## Data records

- Opening Delimiter -

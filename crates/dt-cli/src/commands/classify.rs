use dt_dice::{DiceError, classify};

pub fn run(result: u32, sides: u32, critical: bool, fumble: bool) -> Result<(), String> {
    if sides < 2 {
        return Err(DiceError::InvalidArgument { sides }.to_string());
    }
    if result == 0 || result > sides {
        return Err(DiceError::OutOfRange { result, sides }.to_string());
    }

    let tier = classify(result, sides, critical, fumble);
    println!("{} ({})", super::paint_tier(tier), tier.as_str());
    Ok(())
}
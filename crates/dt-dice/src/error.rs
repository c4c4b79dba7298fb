//! Error types for the dice engine.

/// Errors that can occur while rolling dice.
#[derive(Debug, Clone, PartialEq, Eq, thiserror::Error)]
pub enum DiceError {
    /// A die needs at least two sides to be rolled.
    #[error("invalid argument: a die needs at least 2 sides, got {sides}")]
    InvalidArgument {
        /// The rejected side count.
        sides: u32,
    },

    /// A die name did not match any of the supported die types.
    #[error("unknown die '{0}', expected one of d4, d6, d8, d10, d12, d20, d100")]
    UnknownDie(String),

    /// A rolled value fell outside `1..=sides`.
    #[error("roll of {result} is out of range for a d{sides}")]
    OutOfRange {
        /// The value that was reported.
        result: u32,
        /// Sides of the die it was reported for.
        sides: u32,
    },
}

/// Convenience result type for dice operations.
pub type DiceResult<T> = Result<T, DiceError>;
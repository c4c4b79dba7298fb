//! Error types for turn coordination.
//!
//! Every variant is recoverable: the orchestrator keeps its previous state
//! and the message is meant to be shown to the player as-is.

use thiserror::Error;

use dt_dice::{DiceError, DieType};

use crate::narrator::NarratorError;
use crate::turn::TurnId;

/// Result type for turn operations.
pub type TurnResult<T> = Result<T, TurnError>;

/// Errors that can occur while coordinating a turn.
#[derive(Debug, Clone, PartialEq, Eq, Error)]
pub enum TurnError {
    /// A different action is already in flight.
    #[error("finish your current action first: \"{pending}\"")]
    ConflictingAction {
        /// The action that is still pending.
        pending: String,
    },

    /// The turn's one roll has already been used.
    #[error("you already rolled this turn")]
    TurnAlreadyConsumed,

    /// A roll arrived for a turn that has since been superseded.
    #[error("that roll was for turn {submitted}, but turn {current} is active; roll again")]
    StaleTurn {
        /// The turn the roll was made for.
        submitted: TurnId,
        /// The turn that is current now.
        current: TurnId,
    },

    /// No turn is open, so nothing can be rolled.
    #[error("no roll has been asked for")]
    NoActiveTurn,

    /// A roll was submitted before any action was declared.
    #[error("declare an action before rolling")]
    NoPendingAction,

    /// The pending action cannot be narrated until a die is rolled.
    #[error("roll a {die} first")]
    RollRequired {
        /// The die the open turn asks for.
        die: DieType,
    },

    /// `resolve` was called without a submitted roll.
    #[error("nothing to resolve yet")]
    NothingToResolve,

    /// An action with no text was declared.
    #[error("an action needs a description")]
    EmptyAction,

    /// The narrator collaborator failed.
    #[error("narrator failed: {0}")]
    Narrator(#[from] NarratorError),

    /// The dice engine rejected a roll.
    #[error(transparent)]
    Dice(#[from] DiceError),

    /// A snapshot's phase disagrees with the state it carries.
    #[error("saved turn state is inconsistent: {0}")]
    InvalidSnapshot(String),

    /// Configuration could not be loaded.
    #[error("invalid config: {0}")]
    Config(String),
}
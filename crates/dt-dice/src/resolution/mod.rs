//! Outcome severity for a single roll.
//!
//! A roll is read against the maximum of the die that produced it:
//! - the top face (or an explicit critical flag) is a **critical success**
//! - a natural 1 on a d20 (or an explicit fumble flag) is a **critical failure**
//! - 80% of the die's maximum or better is a **success**
//! - 50% or better is a **partial** success
//! - anything lower is a **failure**
//!
//! Fumbles only exist on the d20. A 1 on a d4 is a plain failure.

use serde::{Deserialize, Serialize};

use crate::dice::RollOutcome;

/// How well a roll resolves an action.
#[derive(Debug, Clone, Copy, PartialEq, Eq, Hash, Serialize, Deserialize)]
#[serde(rename_all = "snake_case")]
pub enum SeverityTier {
    /// The best possible result.
    CriticalSuccess,
    /// A clean success.
    Success,
    /// Succeed at a cost.
    Partial,
    /// The action does not work.
    Failure,
    /// A fumble with extra consequences.
    CriticalFailure,
}

impl SeverityTier {
    /// The snake_case name, as used in prompts and serialized state.
    pub fn as_str(self) -> &'static str {
        match self {
            Self::CriticalSuccess => "critical_success",
            Self::Success => "success",
            Self::Partial => "partial",
            Self::Failure => "failure",
            Self::CriticalFailure => "critical_failure",
        }
    }

    /// Whether the action goes (at least partly) the player's way.
    pub fn is_favorable(self) -> bool {
        matches!(self, Self::CriticalSuccess | Self::Success | Self::Partial)
    }
}

impl std::fmt::Display for SeverityTier {
    fn fmt(&self, f: &mut std::fmt::Formatter<'_>) -> std::fmt::Result {
        match self {
            Self::CriticalSuccess => write!(f, "Critical Success"),
            Self::Success => write!(f, "Success"),
            Self::Partial => write!(f, "Partial Success"),
            Self::Failure => write!(f, "Failure"),
            Self::CriticalFailure => write!(f, "Critical Failure"),
        }
    }
}

/// Classify a roll of `result` on a die with `sides` faces.
///
/// The explicit flags are checked before the thresholds, critical first.
/// Thresholds are inclusive and computed in integers.
pub fn classify(result: u32, sides: u32, is_critical: bool, is_fumble: bool) -> SeverityTier {
    if is_critical || result == sides {
        SeverityTier::CriticalSuccess
    } else if is_fumble || (result == 1 && sides == 20) {
        SeverityTier::CriticalFailure
    } else if u64::from(result) * 10 >= u64::from(sides) * 8 {
        SeverityTier::Success
    } else if u64::from(result) * 2 >= u64::from(sides) {
        SeverityTier::Partial
    } else {
        SeverityTier::Failure
    }
}

/// Classify a [`RollOutcome`] without extra flags.
pub fn classify_outcome(outcome: &RollOutcome) -> SeverityTier {
    classify(
        outcome.result(),
        outcome.sides(),
        outcome.is_max(),
        outcome.is_min_on_d20(),
    )
}

#[cfg(test)]
mod tests {
    use super::*;
    use crate::dice::DieType;
    use proptest::prelude::*;

    #[test]
    fn d20_boundaries() {
        assert_eq!(classify(20, 20, false, false), SeverityTier::CriticalSuccess);
        assert_eq!(classify(1, 20, false, false), SeverityTier::CriticalFailure);
        assert_eq!(classify(16, 20, false, false), SeverityTier::Success);
        assert_eq!(classify(15, 20, false, false), SeverityTier::Partial);
        assert_eq!(classify(10, 20, false, false), SeverityTier::Partial);
        assert_eq!(classify(9, 20, false, false), SeverityTier::Failure);
        assert_eq!(classify(2, 20, false, false), SeverityTier::Failure);
    }

    #[test]
    fn fumble_is_d20_only() {
        assert_eq!(classify(1, 4, false, false), SeverityTier::Failure);
        assert_eq!(classify(1, 100, false, false), SeverityTier::Failure);
    }

    #[test]
    fn flags_take_precedence() {
        assert_eq!(classify(3, 20, true, false), SeverityTier::CriticalSuccess);
        assert_eq!(classify(18, 20, false, true), SeverityTier::CriticalFailure);
        // Critical is checked before fumble.
        assert_eq!(classify(1, 20, true, true), SeverityTier::CriticalSuccess);
    }

    #[test]
    fn small_dice() {
        // d4: 4 is max, 3 is 75% (partial), 2 is 50% (partial), 1 fails.
        assert_eq!(classify(4, 4, false, false), SeverityTier::CriticalSuccess);
        assert_eq!(classify(3, 4, false, false), SeverityTier::Partial);
        assert_eq!(classify(2, 4, false, false), SeverityTier::Partial);
        // d6: 5 >= 4.8
        assert_eq!(classify(5, 6, false, false), SeverityTier::Success);
        assert_eq!(classify(3, 6, false, false), SeverityTier::Partial);
        assert_eq!(classify(2, 6, false, false), SeverityTier::Failure);
    }

    #[test]
    fn classify_outcome_uses_roll_flags() {
        let nat20 = RollOutcome::new(DieType::D20, 20).unwrap();
        assert_eq!(classify_outcome(&nat20), SeverityTier::CriticalSuccess);
        let nat1 = RollOutcome::new(DieType::D20, 1).unwrap();
        assert_eq!(classify_outcome(&nat1), SeverityTier::CriticalFailure);
        let eighteen = RollOutcome::new(DieType::D20, 18).unwrap();
        assert_eq!(classify_outcome(&eighteen), SeverityTier::Success);
    }

    #[test]
    fn tier_names() {
        assert_eq!(SeverityTier::CriticalFailure.as_str(), "critical_failure");
        assert_eq!(SeverityTier::Partial.to_string(), "Partial Success");
        assert!(SeverityTier::Partial.is_favorable());
        assert!(!SeverityTier::Failure.is_favorable());
    }

    proptest! {
        #[test]
        fn higher_rolls_never_classify_worse(
            die_idx in 0usize..7,
            a in 1u32..=100,
            b in 1u32..=100,
        ) {
            let die = DieType::ALL[die_idx];
            let sides = die.sides();
            let (lo, hi) = (a.min(b).min(sides), a.max(b).min(sides));
            // Skip the d20 fumble, which deliberately breaks monotonicity at 1.
            prop_assume!(!(sides == 20 && lo == 1));
            let rank = |t: SeverityTier| match t {
                SeverityTier::CriticalFailure => 0,
                SeverityTier::Failure => 1,
                SeverityTier::Partial => 2,
                SeverityTier::Success => 3,
                SeverityTier::CriticalSuccess => 4,
            };
            let low = classify(lo, sides, false, false);
            let high = classify(hi, sides, false, false);
            prop_assert!(rank(low) <= rank(high));
        }
    }
}
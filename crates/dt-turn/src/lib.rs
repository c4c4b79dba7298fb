//! Turn-gated dice roll coordination for DiceTales.
//!
//! Narrator text is scanned for roll requests ([`infer`]), a request opens a
//! [`Turn`] on the [`TurnCoordinator`], and the [`ActionDiceOrchestrator`]
//! pairs the player's declared action with exactly one roll before handing
//! the resolved triple back to the [`Narrator`]. [`TaleSession`] wires the
//! whole loop together.

pub mod config;
pub mod coordinator;
pub mod error;
pub mod infer;
pub mod narrator;
pub mod orchestrator;
pub mod session;
pub mod turn;

pub use config::TurnConfig;
pub use coordinator::{TurnCoordinator, TurnState};
pub use error::{TurnError, TurnResult};
pub use infer::{Inference, infer, infer_request};
pub use narrator::{NarrationPrompt, Narrator, NarratorError, ScriptedNarrator};
pub use orchestrator::{
    ActionDiceOrchestrator, Declared, OrchestratorSnapshot, Phase, PendingAction, ResolvedAction,
};
pub use session::{Narration, TaleSession, TurnReport};
pub use turn::{DiceRequest, Turn, TurnId};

- Closing Delimiter -

Every line in the records that holds the word "InvalidArgument" should be copied into the answer.

## Result of this exercise
        return Err(DiceError::InvalidArgument { sides }.to_string());
    InvalidArgument {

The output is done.